# DATA SECTION:
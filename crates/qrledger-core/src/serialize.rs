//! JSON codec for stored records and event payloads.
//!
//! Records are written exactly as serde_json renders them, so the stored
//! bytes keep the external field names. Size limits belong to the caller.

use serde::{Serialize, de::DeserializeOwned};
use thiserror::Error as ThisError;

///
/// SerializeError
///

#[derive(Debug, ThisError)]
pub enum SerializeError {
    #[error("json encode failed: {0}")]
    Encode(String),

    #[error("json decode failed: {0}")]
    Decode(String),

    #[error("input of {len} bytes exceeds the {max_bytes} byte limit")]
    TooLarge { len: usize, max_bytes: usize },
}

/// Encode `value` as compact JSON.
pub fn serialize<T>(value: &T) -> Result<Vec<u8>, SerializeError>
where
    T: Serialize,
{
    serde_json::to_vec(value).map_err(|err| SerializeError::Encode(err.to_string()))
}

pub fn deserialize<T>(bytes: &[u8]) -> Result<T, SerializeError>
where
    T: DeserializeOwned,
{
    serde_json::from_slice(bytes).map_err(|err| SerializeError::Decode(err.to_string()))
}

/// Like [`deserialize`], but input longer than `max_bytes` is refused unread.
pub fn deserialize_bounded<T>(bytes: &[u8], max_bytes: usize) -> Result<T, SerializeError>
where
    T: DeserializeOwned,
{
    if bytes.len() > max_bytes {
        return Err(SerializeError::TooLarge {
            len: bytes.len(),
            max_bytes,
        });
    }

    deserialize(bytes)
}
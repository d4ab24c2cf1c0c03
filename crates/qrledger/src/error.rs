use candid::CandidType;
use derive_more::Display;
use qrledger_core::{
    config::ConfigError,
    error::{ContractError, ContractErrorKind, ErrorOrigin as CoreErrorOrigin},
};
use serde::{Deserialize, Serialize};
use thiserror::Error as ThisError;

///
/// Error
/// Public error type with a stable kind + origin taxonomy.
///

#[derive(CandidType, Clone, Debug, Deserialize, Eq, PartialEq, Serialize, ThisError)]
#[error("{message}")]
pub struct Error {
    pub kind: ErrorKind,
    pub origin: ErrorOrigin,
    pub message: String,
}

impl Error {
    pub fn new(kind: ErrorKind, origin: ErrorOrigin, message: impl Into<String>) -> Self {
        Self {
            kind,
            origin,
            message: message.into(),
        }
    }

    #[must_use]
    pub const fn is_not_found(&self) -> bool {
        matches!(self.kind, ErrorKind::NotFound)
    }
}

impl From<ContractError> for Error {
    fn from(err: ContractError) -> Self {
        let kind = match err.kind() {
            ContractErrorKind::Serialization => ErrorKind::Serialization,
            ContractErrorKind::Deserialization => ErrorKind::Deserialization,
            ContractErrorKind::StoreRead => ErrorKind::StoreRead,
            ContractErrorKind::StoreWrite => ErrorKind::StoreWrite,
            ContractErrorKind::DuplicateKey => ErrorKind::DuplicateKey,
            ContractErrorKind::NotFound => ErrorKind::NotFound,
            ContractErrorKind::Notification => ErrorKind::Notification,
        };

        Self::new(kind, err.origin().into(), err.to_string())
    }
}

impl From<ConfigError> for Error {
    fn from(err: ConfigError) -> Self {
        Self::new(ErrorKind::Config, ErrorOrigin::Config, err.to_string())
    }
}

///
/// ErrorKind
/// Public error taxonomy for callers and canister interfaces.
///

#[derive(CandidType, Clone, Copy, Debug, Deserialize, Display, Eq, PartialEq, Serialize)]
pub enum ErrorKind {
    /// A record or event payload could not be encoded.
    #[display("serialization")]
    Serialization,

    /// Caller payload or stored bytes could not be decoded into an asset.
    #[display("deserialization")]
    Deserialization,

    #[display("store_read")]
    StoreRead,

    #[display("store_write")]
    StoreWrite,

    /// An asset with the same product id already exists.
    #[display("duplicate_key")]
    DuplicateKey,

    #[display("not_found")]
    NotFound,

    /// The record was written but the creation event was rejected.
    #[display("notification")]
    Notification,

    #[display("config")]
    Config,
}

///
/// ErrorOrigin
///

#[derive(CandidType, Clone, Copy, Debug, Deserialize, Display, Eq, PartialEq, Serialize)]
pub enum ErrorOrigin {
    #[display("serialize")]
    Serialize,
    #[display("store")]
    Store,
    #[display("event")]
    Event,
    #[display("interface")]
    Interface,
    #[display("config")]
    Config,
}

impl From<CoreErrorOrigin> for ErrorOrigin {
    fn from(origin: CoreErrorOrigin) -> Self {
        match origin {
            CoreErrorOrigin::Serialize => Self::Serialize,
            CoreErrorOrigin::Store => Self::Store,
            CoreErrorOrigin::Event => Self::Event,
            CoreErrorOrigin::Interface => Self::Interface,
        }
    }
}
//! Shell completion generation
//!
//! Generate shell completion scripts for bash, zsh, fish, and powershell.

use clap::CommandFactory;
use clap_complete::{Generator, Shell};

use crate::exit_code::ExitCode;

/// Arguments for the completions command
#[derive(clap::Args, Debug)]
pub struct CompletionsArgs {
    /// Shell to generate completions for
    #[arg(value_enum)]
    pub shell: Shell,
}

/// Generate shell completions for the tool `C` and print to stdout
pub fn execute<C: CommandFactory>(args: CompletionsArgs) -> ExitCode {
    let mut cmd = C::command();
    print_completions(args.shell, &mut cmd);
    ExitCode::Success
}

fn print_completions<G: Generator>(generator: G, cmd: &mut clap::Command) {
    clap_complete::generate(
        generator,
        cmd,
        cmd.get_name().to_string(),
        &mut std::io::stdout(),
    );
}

# WHAT NEEDS TO BE DONE:
In full and without changes, give the data above once more.

# RESPONSE AREA:
filename crates/qrledger-core/src/serialize.rs
//! JSON codec for stored records and event payloads.
//!
//! Records are written exactly as serde_json renders them, so the stored
//! bytes keep the external field names. Size limits belong to the caller.

use serde::{Serialize, de::DeserializeOwned};
use thiserror::Error as ThisError;

///
/// SerializeError
///

#[derive(Debug, ThisError)]
pub enum SerializeError {
    #[error("json encode failed: {0}")]
    Encode(String),

    #[error("json decode failed: {0}")]
    Decode(String),

    #[error("input of {len} bytes exceeds the {max_bytes} byte limit")]
    TooLarge { len: usize, max_bytes: usize },
}

/// Encode `value` as compact JSON.
pub fn serialize<T>(value: &T) -> Result<Vec<u8>, SerializeError>
where
    T: Serialize,
{
    serde_json::to_vec(value).map_err(|err| SerializeError::Encode(err.to_string()))
}

pub fn deserialize<T>(bytes: &[u8]) -> Result<T, SerializeError>
where
    T: DeserializeOwned,
{
    serde_json::from_slice(bytes).map_err(|err| SerializeError::Decode(err.to_string()))
}

/// Like [`deserialize`], but input longer than `max_bytes` is refused unread.
pub fn deserialize_bounded<T>(bytes: &[u8], max_bytes: usize) -> Result<T, SerializeError>
where
    T: DeserializeOwned,
{
    if bytes.len() > max_bytes {
        return Err(SerializeError::TooLarge {
            len: bytes.len(),
            max_bytes,
        });
    }

    deserialize(bytes)
}
repository d4ab24c2cf1c0c03
filename crates/qrledger/src/error.rs
use candid::CandidType;
use derive_more::Display;
use qrledger_core::{
    config::ConfigError,
    error::{ContractError, ContractErrorKind, ErrorOrigin as CoreErrorOrigin},
};
use serde::{Deserialize, Serialize};
use thiserror::Error as ThisError;

///
/// Error
/// Public error type with a stable kind + origin taxonomy.
///

#[derive(CandidType, Clone, Debug, Deserialize, Eq, PartialEq, Serialize, ThisError)]
#[error("{message}")]
pub struct Error {
    pub kind: ErrorKind,
    pub origin: ErrorOrigin,
    pub message: String,
}

impl Error {
    pub fn new(kind: ErrorKind, origin: ErrorOrigin, message: impl Into<String>) -> Self {
        Self {
            kind,
            origin,
            message: message.into(),
        }
    }

    #[must_use]
    pub const fn is_not_found(&self) -> bool {
        matches!(self.kind, ErrorKind::NotFound)
    }
}

impl From<ContractError> for Error {
    fn from(err: ContractError) -> Self {
        let kind = match err.kind() {
            ContractErrorKind::Serialization => ErrorKind::Serialization,
            ContractErrorKind::Deserialization => ErrorKind::Deserialization,
            ContractErrorKind::StoreRead => ErrorKind::StoreRead,
            ContractErrorKind::StoreWrite => ErrorKind::StoreWrite,
            ContractErrorKind::DuplicateKey => ErrorKind::DuplicateKey,
            ContractErrorKind::NotFound => ErrorKind::NotFound,
            ContractErrorKind::Notification => ErrorKind::Notification,
        };

        Self::new(kind, err.origin().into(), err.to_string())
    }
}

impl From<ConfigError> for Error {
    fn from(err: ConfigError) -> Self {
        Self::new(ErrorKind::Config, ErrorOrigin::Config, err.to_string())
    }
}

///
/// ErrorKind
/// Public error taxonomy for callers and canister interfaces.
///

#[derive(CandidType, Clone, Copy, Debug, Deserialize, Display, Eq, PartialEq, Serialize)]
pub enum ErrorKind {
    /// A record or event payload could not be encoded.
    #[display("serialization")]
    Serialization,

    /// Caller payload or stored bytes could not be decoded into an asset.
    #[display("deserialization")]
    Deserialization,

    #[display("store_read")]
    StoreRead,

    #[display("store_write")]
    StoreWrite,

    /// An asset with the same product id already exists.
    #[display("duplicate_key")]
    DuplicateKey,

    #[display("not_found")]
    NotFound,

    /// The record was written but the creation event was rejected.
    #[display("notification")]
    Notification,

    #[display("config")]
    Config,
}

///
/// ErrorOrigin
///

#[derive(CandidType, Clone, Copy, Debug, Deserialize, Display, Eq, PartialEq, Serialize)]
pub enum ErrorOrigin {
    #[display("serialize")]
    Serialize,
    #[display("store")]
    Store,
    #[display("event")]
    Event,
    #[display("interface")]
    Interface,
    #[display("config")]
    Config,
}

impl From<CoreErrorOrigin> for ErrorOrigin {
    fn from(origin: CoreErrorOrigin) -> Self {
        match origin {
            CoreErrorOrigin::Serialize => Self::Serialize,
            CoreErrorOrigin::Store => Self::Store,
            CoreErrorOrigin::Event => Self::Event,
            CoreErrorOrigin::Interface => Self::Interface,
        }
    }
}
//! Shell completion generation
//!
//! Generate shell completion scripts for bash, zsh, fish, and powershell.

use clap::CommandFactory;
use clap_complete::{Generator, Shell};

use crate::exit_code::ExitCode;

/// Arguments for the completions command
#[derive(clap::Args, Debug)]
pub struct CompletionsArgs {
    /// Shell to generate completions for
    #[arg(value_enum)]
    pub shell: Shell,
}

/// Generate shell completions for the tool `C` and print to stdout
pub fn execute<C: CommandFactory>(args: CompletionsArgs) -> ExitCode {
    let mut cmd = C::command();
    print_completions(args.shell, &mut cmd);
    ExitCode::Success
}

fn print_completions<G: Generator>(generator: G, cmd: &mut clap::Command) {
    clap_complete::generate(
        generator,
        cmd,
        cmd.get_name().to_string(),
        &mut std::io::stdout(),
    );
}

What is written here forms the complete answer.